# Work instructions:
Look through the listing below, and wherever a line has the string "chrono", pull it out.

** Opening Given data block **

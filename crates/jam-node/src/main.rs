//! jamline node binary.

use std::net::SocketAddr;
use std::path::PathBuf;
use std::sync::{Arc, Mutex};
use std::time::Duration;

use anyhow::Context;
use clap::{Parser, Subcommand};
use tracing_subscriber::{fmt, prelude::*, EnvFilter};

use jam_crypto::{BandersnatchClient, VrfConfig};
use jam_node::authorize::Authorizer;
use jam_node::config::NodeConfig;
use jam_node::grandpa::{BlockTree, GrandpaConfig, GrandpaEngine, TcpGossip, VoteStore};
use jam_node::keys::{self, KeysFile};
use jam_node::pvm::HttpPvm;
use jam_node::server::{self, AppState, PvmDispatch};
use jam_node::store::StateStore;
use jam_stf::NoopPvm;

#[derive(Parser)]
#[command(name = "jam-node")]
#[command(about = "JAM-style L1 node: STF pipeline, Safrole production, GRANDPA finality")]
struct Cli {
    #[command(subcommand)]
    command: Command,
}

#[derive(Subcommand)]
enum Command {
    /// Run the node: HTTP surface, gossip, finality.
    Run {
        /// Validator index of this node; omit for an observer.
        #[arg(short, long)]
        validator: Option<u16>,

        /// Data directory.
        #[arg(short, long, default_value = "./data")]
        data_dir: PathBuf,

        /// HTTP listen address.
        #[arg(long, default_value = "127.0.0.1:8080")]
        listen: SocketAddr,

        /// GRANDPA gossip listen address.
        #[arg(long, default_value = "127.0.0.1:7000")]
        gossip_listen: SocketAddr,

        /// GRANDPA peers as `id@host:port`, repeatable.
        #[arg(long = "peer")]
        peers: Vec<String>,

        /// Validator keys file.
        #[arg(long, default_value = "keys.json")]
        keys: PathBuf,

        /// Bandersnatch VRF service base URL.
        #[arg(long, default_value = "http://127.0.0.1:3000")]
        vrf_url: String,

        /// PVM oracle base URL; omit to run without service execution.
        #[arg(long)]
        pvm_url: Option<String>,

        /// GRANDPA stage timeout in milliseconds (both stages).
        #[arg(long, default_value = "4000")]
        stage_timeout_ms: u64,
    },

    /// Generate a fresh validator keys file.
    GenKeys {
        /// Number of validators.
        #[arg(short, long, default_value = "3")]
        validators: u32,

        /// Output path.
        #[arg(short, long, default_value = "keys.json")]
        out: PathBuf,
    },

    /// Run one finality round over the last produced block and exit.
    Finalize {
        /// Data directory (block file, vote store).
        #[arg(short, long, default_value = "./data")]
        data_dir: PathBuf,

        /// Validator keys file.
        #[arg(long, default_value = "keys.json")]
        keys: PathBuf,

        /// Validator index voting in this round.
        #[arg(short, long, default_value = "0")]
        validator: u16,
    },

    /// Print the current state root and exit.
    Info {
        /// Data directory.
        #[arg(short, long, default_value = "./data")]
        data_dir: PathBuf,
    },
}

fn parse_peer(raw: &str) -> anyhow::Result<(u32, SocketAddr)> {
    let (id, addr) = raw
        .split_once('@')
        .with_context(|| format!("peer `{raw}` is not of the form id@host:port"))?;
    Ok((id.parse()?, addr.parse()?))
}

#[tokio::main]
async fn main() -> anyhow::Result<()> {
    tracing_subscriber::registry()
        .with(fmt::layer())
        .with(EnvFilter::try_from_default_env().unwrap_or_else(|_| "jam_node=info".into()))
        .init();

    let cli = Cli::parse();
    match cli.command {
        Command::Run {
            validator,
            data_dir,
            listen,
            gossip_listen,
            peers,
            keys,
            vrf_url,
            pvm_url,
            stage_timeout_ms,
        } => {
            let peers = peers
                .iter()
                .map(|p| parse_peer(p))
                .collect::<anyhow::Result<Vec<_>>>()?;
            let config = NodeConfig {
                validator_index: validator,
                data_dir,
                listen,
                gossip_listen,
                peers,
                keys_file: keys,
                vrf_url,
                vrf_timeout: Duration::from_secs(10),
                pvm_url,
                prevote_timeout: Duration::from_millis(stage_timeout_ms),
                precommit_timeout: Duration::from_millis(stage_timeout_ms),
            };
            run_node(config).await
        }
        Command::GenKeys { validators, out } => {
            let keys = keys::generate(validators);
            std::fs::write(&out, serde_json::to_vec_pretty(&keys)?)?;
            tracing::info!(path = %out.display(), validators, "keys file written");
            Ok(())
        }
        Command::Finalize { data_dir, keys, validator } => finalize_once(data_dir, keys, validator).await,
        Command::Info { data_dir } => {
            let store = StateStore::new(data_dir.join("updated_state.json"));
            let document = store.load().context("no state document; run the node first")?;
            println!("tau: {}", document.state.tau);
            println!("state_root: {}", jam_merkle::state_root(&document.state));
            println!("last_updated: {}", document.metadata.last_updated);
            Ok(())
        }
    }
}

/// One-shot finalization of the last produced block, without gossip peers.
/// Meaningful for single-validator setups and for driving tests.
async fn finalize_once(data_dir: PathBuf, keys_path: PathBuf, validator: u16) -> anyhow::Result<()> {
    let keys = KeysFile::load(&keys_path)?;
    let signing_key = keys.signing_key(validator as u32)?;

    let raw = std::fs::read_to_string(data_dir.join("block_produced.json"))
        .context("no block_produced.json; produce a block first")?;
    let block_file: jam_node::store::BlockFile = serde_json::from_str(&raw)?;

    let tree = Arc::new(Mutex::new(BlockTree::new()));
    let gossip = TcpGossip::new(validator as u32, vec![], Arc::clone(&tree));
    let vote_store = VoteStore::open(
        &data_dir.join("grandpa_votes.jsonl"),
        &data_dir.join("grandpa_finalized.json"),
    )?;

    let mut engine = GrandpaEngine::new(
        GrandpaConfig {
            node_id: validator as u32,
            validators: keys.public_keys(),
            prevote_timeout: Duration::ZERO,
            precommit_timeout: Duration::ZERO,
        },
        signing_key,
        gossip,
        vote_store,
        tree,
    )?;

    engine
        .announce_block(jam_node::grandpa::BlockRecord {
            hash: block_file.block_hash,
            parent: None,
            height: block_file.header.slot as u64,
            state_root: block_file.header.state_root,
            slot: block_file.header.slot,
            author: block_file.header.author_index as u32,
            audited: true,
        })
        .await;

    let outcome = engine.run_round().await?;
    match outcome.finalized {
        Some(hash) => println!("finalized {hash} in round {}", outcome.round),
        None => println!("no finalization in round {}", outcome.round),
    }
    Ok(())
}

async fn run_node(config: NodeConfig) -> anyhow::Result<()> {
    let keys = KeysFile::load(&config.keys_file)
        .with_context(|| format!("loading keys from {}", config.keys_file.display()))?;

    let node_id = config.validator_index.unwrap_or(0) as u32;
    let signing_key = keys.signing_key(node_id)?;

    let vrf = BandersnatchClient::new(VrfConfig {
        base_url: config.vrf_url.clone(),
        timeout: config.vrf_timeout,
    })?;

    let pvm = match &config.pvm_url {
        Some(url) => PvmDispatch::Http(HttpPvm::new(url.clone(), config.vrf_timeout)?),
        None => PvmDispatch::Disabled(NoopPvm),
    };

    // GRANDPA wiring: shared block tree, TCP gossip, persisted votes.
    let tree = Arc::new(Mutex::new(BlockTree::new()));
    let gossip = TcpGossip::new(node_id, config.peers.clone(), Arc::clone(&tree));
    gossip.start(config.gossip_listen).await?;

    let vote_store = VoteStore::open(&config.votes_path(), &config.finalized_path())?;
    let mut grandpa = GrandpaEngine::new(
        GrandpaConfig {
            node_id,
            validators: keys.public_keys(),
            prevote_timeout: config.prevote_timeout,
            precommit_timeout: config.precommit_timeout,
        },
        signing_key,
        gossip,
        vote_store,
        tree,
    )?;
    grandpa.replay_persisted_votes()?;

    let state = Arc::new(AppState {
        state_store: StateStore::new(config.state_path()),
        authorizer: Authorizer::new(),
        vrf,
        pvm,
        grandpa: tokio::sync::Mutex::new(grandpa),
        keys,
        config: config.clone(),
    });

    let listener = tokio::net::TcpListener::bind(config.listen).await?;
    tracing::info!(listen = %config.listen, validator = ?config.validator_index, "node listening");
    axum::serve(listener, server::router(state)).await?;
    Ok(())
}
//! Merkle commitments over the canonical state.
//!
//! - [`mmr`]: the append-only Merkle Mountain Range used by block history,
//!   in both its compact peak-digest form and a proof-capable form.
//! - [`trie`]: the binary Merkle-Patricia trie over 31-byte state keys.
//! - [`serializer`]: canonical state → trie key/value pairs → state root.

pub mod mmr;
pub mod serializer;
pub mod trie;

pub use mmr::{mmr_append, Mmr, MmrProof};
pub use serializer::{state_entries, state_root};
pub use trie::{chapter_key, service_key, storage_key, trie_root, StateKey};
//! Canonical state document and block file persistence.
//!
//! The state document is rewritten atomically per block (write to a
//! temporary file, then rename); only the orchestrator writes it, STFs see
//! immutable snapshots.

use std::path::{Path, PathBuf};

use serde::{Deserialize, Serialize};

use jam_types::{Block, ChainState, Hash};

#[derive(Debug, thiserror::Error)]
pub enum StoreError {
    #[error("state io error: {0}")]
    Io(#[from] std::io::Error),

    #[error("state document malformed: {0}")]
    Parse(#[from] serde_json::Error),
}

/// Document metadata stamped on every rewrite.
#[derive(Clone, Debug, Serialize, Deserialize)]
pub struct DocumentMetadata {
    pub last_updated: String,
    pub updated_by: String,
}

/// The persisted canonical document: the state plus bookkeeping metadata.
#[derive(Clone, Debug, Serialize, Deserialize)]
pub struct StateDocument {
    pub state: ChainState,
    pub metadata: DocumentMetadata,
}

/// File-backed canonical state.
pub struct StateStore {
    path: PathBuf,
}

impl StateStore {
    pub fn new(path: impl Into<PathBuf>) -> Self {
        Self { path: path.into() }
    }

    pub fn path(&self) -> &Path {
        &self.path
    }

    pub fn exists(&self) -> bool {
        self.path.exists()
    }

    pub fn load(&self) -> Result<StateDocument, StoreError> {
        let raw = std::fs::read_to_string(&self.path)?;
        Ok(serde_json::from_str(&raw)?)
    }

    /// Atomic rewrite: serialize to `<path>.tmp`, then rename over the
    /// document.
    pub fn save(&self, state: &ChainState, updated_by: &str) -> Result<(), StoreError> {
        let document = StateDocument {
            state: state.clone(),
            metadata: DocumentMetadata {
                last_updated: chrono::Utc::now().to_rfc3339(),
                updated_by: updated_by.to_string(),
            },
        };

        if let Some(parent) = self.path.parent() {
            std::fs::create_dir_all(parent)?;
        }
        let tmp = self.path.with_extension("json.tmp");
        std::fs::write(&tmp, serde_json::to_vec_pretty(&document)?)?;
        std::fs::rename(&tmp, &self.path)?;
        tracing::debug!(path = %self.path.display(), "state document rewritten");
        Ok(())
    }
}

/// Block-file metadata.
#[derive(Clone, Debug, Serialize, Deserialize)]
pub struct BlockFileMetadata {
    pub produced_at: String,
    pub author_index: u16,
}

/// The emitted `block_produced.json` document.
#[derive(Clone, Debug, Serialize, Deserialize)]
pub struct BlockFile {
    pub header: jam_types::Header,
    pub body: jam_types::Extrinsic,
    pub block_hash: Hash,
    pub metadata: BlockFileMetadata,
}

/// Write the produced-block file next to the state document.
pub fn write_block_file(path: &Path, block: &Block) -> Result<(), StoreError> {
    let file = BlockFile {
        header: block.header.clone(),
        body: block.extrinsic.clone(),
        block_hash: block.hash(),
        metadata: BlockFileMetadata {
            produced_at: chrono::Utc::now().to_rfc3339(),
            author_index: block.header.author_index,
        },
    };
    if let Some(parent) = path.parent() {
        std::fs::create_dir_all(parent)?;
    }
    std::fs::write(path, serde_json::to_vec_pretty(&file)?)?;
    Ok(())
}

** Closing Given data block **

# Your response:
                last_updated: chrono::Utc::now().to_rfc3339(),
            produced_at: chrono::Utc::now().to_rfc3339(),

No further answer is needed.